* TO DO *
Pick every line with "failed" from the material below.

▼

//! Export orchestration: archive -> model -> assets + snapshots + Markdown.
//!
//! One-shot, single-threaded and deterministic. Ingestion completes before
//! anything renders; everything after reads the immutable model. Per-item
//! failures (a missing blob, an unwritable snapshot) skip that item; failing
//! to write a Markdown file propagates.

use std::collections::{HashMap, HashSet};
use std::fs;
use std::io::{self, Write};
use std::path::{Path, PathBuf};

use anyhow::{Context, Result};

use crate::archive::TraceArchive;
use crate::assets::{AssetExtractor, SNAPSHOTS_DIR, sanitize_snapshot_name};
use crate::ingest::ingest_archive;
use crate::progress::{ExportProgress, Phase};
use crate::render::render_snapshot;
use crate::report::{self, ReportContext};
use crate::tree::{ActionTree, step_snapshot_map};
use crate::types::Trace;

pub struct ExportOptions {
    pub output_dir: PathBuf,
    pub quiet: bool,
}

/// What the export produced, for the CLI recap.
pub struct ExportSummary {
    pub actions: usize,
    pub errors: usize,
    pub snapshots_written: usize,
    pub resources_extracted: usize,
    pub resources_skipped: usize,
}

impl ExportSummary {
    /// One-line inventory for the CLI recap.
    pub fn describe(&self) -> String {
        format!(
            "{} action(s), {} snapshot(s), {} resource(s)",
            self.actions, self.snapshots_written, self.resources_extracted
        )
    }
}

/// Convert one trace archive into a self-contained export directory.
pub fn export_trace(archive_path: &Path, options: &ExportOptions) -> Result<ExportSummary> {
    let progress = ExportProgress::new(options.quiet);

    progress.phase(Phase::Ingest);
    let mut archive = TraceArchive::open(archive_path)?;
    let trace = ingest_archive(&mut archive)?;
    let tree = ActionTree::build(&trace.actions);
    let step_snapshots = step_snapshot_map(&trace);

    let out_dir = &options.output_dir;
    fs::create_dir_all(out_dir.join(SNAPSHOTS_DIR))
        .with_context(|| format!("failed to create {}", out_dir.display()))?;

    progress.phase(Phase::Assets);
    let mut extractor = AssetExtractor::new(&mut archive, out_dir)
        .with_context(|| format!("failed to prepare {}", out_dir.display()))?;
    extractor.extract_trace_assets(&trace);

    progress.phase(Phase::Snapshots);
    let (snapshot_pages, used_sha1s, snapshots_written) = write_snapshots(&trace, out_dir);
    extractor.extract_used(&used_sha1s);

    let resources_skipped = extractor.skipped;
    let assets = extractor.finish();
    if resources_skipped > 0 {
        progress.note(&format!(
            "{resources_skipped} resource(s) missing from the archive; links may 404"
        ));
    }

    progress.phase(Phase::Reports);
    let archive_name = archive_path
        .file_stem()
        .map(|s| s.to_string_lossy().into_owned())
        .unwrap_or_else(|| "trace".to_string());
    let ctx = ReportContext {
        trace: &trace,
        tree: &tree,
        assets: &assets,
        step_snapshots: &step_snapshots,
        snapshot_pages: &snapshot_pages,
        archive_name,
    };
    let files: [(&str, String); 9] = [
        ("README.md", report::render_readme(&ctx)),
        ("index.md", report::render_index(&ctx)),
        ("metadata.md", report::render_metadata(&ctx)),
        ("timeline.md", report::render_timeline(&ctx)),
        ("errors.md", report::render_errors(&ctx)),
        ("console.md", report::render_console(&ctx)),
        ("network.md", report::render_network(&ctx)),
        ("filmstrip.md", report::render_filmstrip(&ctx)),
        ("attachments.md", report::render_attachments(&ctx)),
    ];
    for (name, contents) in &files {
        write_atomic(&out_dir.join(*name), contents.as_bytes())
            .with_context(|| format!("failed to write {name}"))?;
    }
    progress.finish();

    Ok(ExportSummary {
        actions: trace.actions.len(),
        errors: report::collect_errors(&trace).len(),
        snapshots_written,
        resources_extracted: assets.len(),
        resources_skipped,
    })
}

/// Render every named frame snapshot to `assets/snapshots/`.
///
/// The first snapshot ingested under a name owns `<name>.html`; later
/// snapshots with the same name (subframes share their page snapshot's name)
/// get `<name>@<frameId>.html`. Timeline links always target the owner.
fn write_snapshots(
    trace: &Trace,
    out_dir: &Path,
) -> (HashMap<String, String>, HashSet<String>, usize) {
    let mut pages = HashMap::new();
    let mut owners: HashMap<&str, &str> = HashMap::new();
    let mut used_sha1s = HashSet::new();
    let mut written = 0usize;

    for (frame_id, snapshots) in trace.frames_in_order() {
        for (index, snapshot) in snapshots.iter().enumerate() {
            let Some(name) = snapshot.snapshot_name.as_deref() else {
                continue;
            };
            let rendered = render_snapshot(snapshots, index, &trace.network_map);
            used_sha1s.extend(rendered.used_sha1s);

            let owner = *owners.entry(name).or_insert(frame_id);
            let file_name = if owner == frame_id {
                format!("{}.html", sanitize_snapshot_name(name))
            } else {
                format!("{}.html", sanitize_snapshot_name(&format!("{name}@{frame_id}")))
            };
            let relative = format!("{SNAPSHOTS_DIR}/{file_name}");
            // A snapshot that fails to write just loses its link.
            if fs::write(out_dir.join(&relative), rendered.html).is_ok() {
                written += 1;
                if owner == frame_id {
                    pages.insert(name.to_string(), relative);
                }
            }
        }
    }
    (pages, used_sha1s, written)
}

/// Write through a temp file in the destination directory so a crash never
/// leaves a half-written report behind.
fn write_atomic(path: &Path, contents: &[u8]) -> io::Result<()> {
    let dir = path
        .parent()
        .ok_or_else(|| io::Error::other("path has no parent for atomic write"))?;
    let mut tmp = tempfile::Builder::new()
        .prefix("tracedown_tmp")
        .tempfile_in(dir)?;
    tmp.write_all(contents)?;
    tmp.flush()?;
    tmp.persist(path).map_err(|e| e.error)?;
    Ok(())
}

#[cfg(test)]
mod tests {
    use super::*;
    use std::io::Write as _;
    use zip::write::SimpleFileOptions;

    fn build_archive(path: &Path, trace_lines: &[&str], resources: &[(&str, &[u8])]) {
        let file = fs::File::create(path).unwrap();
        let mut zip = zip::ZipWriter::new(file);
        let options = SimpleFileOptions::default();
        zip.start_file("trace.trace", options).unwrap();
        for line in trace_lines {
            writeln!(zip, "{line}").unwrap();
        }
        for (sha1, bytes) in resources {
            zip.start_file(format!("resources/{sha1}"), options).unwrap();
            zip.write_all(bytes).unwrap();
        }
        zip.finish().unwrap();
    }

    #[test]
    fn exports_reports_snapshots_and_assets() {
        let dir = tempfile::tempdir().unwrap();
        let archive_path = dir.path().join("demo.zip");
        build_archive(
            &archive_path,
            &[
                r#"{"type":"context-options","browserName":"chromium","monotonicTime":1000.0,"options":{"viewport":{"width":1280,"height":720}}}"#,
                r#"{"type":"before","callId":"call@1","startTime":1000.0,"class":"Test","method":"step","title":"Open page"}"#,
                r#"{"type":"after","callId":"call@1","endTime":1200.0}"#,
                r#"{"type":"frame-snapshot","snapshot":{"snapshotName":"after@call@1","frameId":"f1","frameUrl":"https://a/","timestamp":1100.0,"html":["HTML",["BODY",["IMG",{"src":"https://a/logo.png"}]]]}}"#,
                r#"{"type":"resource-snapshot","snapshot":{"request":{"method":"GET","url":"https://a/logo.png"},"response":{"status":200,"content":{"size":4,"_sha1":"logohash"}}}}"#,
            ],
            &[("logohash", b"png!")],
        );

        let out = dir.path().join("out");
        let summary = export_trace(
            &archive_path,
            &ExportOptions {
                output_dir: out.clone(),
                quiet: true,
            },
        )
        .unwrap();

        assert_eq!(summary.actions, 1);
        assert_eq!(summary.errors, 0);
        assert_eq!(summary.snapshots_written, 1);
        assert_eq!(summary.describe(), "1 action(s), 1 snapshot(s), 1 resource(s)");
        assert!(out.join("index.md").exists());
        assert!(out.join("timeline.md").exists());
        let snapshot =
            fs::read_to_string(out.join("assets/snapshots/after@call@1.html")).unwrap();
        assert!(snapshot.contains("../resources/logohash"));
        assert_eq!(fs::read(out.join("assets/resources/logohash")).unwrap(), b"png!");
    }

    #[test]
    fn same_snapshot_name_across_frames_disambiguates() {
        let dir = tempfile::tempdir().unwrap();
        let archive_path = dir.path().join("demo.zip");
        build_archive(
            &archive_path,
            &[
                r#"{"type":"before","callId":"call@1","startTime":1.0,"class":"Test","method":"step"}"#,
                r#"{"type":"frame-snapshot","snapshot":{"snapshotName":"before@call@1","frameId":"main","frameUrl":"https://a/","timestamp":1.0,"html":["HTML",["BODY","outer"]]}}"#,
                r#"{"type":"frame-snapshot","snapshot":{"snapshotName":"before@call@1","frameId":"child","frameUrl":"https://a/inner","timestamp":1.0,"html":["HTML",["BODY","inner"]]}}"#,
            ],
            &[],
        );

        let out = dir.path().join("out");
        export_trace(
            &archive_path,
            &ExportOptions {
                output_dir: out.clone(),
                quiet: true,
            },
        )
        .unwrap();

        assert!(out.join("assets/snapshots/before@call@1.html").exists());
        assert!(out.join("assets/snapshots/before@call@1@child.html").exists());
    }

    #[test]
    fn missing_resources_are_nonfatal() {
        let dir = tempfile::tempdir().unwrap();
        let archive_path = dir.path().join("demo.zip");
        build_archive(
            &archive_path,
            &[
                r#"{"type":"screencast-frame","pageId":"p1","sha1":"gone","timestamp":1.0}"#,
            ],
            &[],
        );

        let out = dir.path().join("out");
        let summary = export_trace(
            &archive_path,
            &ExportOptions {
                output_dir: out,
                quiet: true,
            },
        )
        .unwrap();
        assert_eq!(summary.resources_skipped, 1);
        assert_eq!(summary.resources_extracted, 0);
    }

    #[test]
    fn empty_archive_is_fatal() {
        let dir = tempfile::tempdir().unwrap();
        let archive_path = dir.path().join("empty.zip");
        let file = fs::File::create(&archive_path).unwrap();
        let mut zip = zip::ZipWriter::new(file);
        zip.start_file("unrelated.txt", SimpleFileOptions::default())
            .unwrap();
        zip.finish().unwrap();

        let result = export_trace(
            &archive_path,
            &ExportOptions {
                output_dir: dir.path().join("out"),
                quiet: true,
            },
        );
        assert!(result.is_err());
    }
}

▲

* YOUR RESPONSE *
        .with_context(|| format!("failed to create {}", out_dir.display()))?;
        .with_context(|| format!("failed to prepare {}", out_dir.display()))?;
            .with_context(|| format!("failed to write {name}"))?;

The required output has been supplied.